Emmy van Deventer-Molt (2 February 1915, in Voorburg – 1998) was a Dutch ceramist, and lecturer at the Gerrit Rietveld Academie, and the AKV St. Joost.

== Life and work ==
Born Emmy Molt in Voorburg, Emmy at the age of 4 moved to Leiden where she grew up. She attended the Hogere Burgerschool for girls in Leiden, where she graduated with honor. In 1936 she married the ceramist Just van Deventer and move to Amsterdam. In 1939 she started a medicine study at the University of Amsterdam in 1939, which she had to break up in the war.

In the early 1950s she started the experiment with glaze in the studio of Just van Deventer, and in 1955 starts working at the De Porceleyne Fles in Delft. After the dead of Just van Deventer in 1957, she also starts to lecture at the AKV St. Joost in his place. From 1971 to 1980 she also lecture at the Gerrit Rietveld Academie beside Jan van der Vaart, and get succeeded by Henk Trumpie.

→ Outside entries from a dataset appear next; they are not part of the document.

//! Binding-to-model conversion. Every [`Type`] built from a [`TypeBinding`] goes through here.

use crate::binding::{TypeBinding, WildcardKind};
use crate::env::Ctx;
use crate::error::{ModelError, Result};
use crate::types::{BoundType, Repr, Type, TypeVar};

/// Maps `binding` to a model type.
///
/// `hint` is the type the reference was found in; a member type of `hint` keeps it as its
/// declaring type instead of looking it up again. `dims` counts array levels already unwrapped
/// and `wildcard` tags the bound of a bounded wildcard.
pub(crate) fn convert(
    ctx: &Ctx,
    binding: &TypeBinding,
    hint: Option<&Type>,
    dims: usize,
    wildcard: Option<WildcardKind>,
) -> Result<Type> {
    match binding {
        TypeBinding::Void => Ok(Type::void()),
        TypeBinding::Wildcard { bound, kind } => match bound.as_deref() {
            Some(bound) if !is_trivial_bound(bound, *kind) => {
                convert(ctx, bound, hint, dims, Some(*kind))
            }
            _ => Ok(Type::wildcard()),
        },
        TypeBinding::Primitive(base) => Ok(Type::new(Repr::Primitive(*base), dims, wildcard)),
        TypeBinding::Array(component) => convert(ctx, component, hint, dims + 1, wildcard),
        TypeBinding::TypeVar(var) => Ok(Type::new(
            Repr::TypeVar(TypeVar {
                ctx: ctx.clone(),
                name: var.name.clone(),
                owner: var.owner.clone(),
            }),
            dims,
            wildcard,
        )),
        TypeBinding::Class(class) => {
            let binding = ctx
                .state
                .binding(&class.binary_name)
                .ok_or_else(|| ModelError::unresolved(class.binary_name.clone()))?;
            let declaring = hint
                .filter(|hint| binding.enclosing.as_deref() == Some(hint.binary_name()))
                .map(Type::downgrade);
            let bound = BoundType::new(
                ctx.clone(),
                binding,
                class.args.clone(),
                class.outer.as_deref().cloned(),
                declaring,
            );
            Ok(Type::new(Repr::Bound(bound), dims, wildcard))
        }
        TypeBinding::Problem(name) => {
            tracing::debug!(target: "jmodel.convert", name = %name, "unresolved type reference");
            Err(ModelError::unresolved(name.clone()))
        }
    }
}

/// `? extends Object` says no more than `?`.
fn is_trivial_bound(bound: &TypeBinding, kind: WildcardKind) -> bool {
    kind == WildcardKind::Extends && bound.class_name() == Some("java.lang.Object")
}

After her retirement in 1980 she moved to Assen, where she continued to lecture at the Academie Minerva in Groningen.

Among her students were Dick Bouman, Henk Dil, Marianna Franken, Pieter Geraedts (born 1940), Vilma Henkelman, Lily ter Kuile, Sonja Landweer, Hannie Mein, Beatrijs Nietzsche-Chavannes, Ab Schouten, Jan van der Vaart, and Jan Warnaar (born 1936).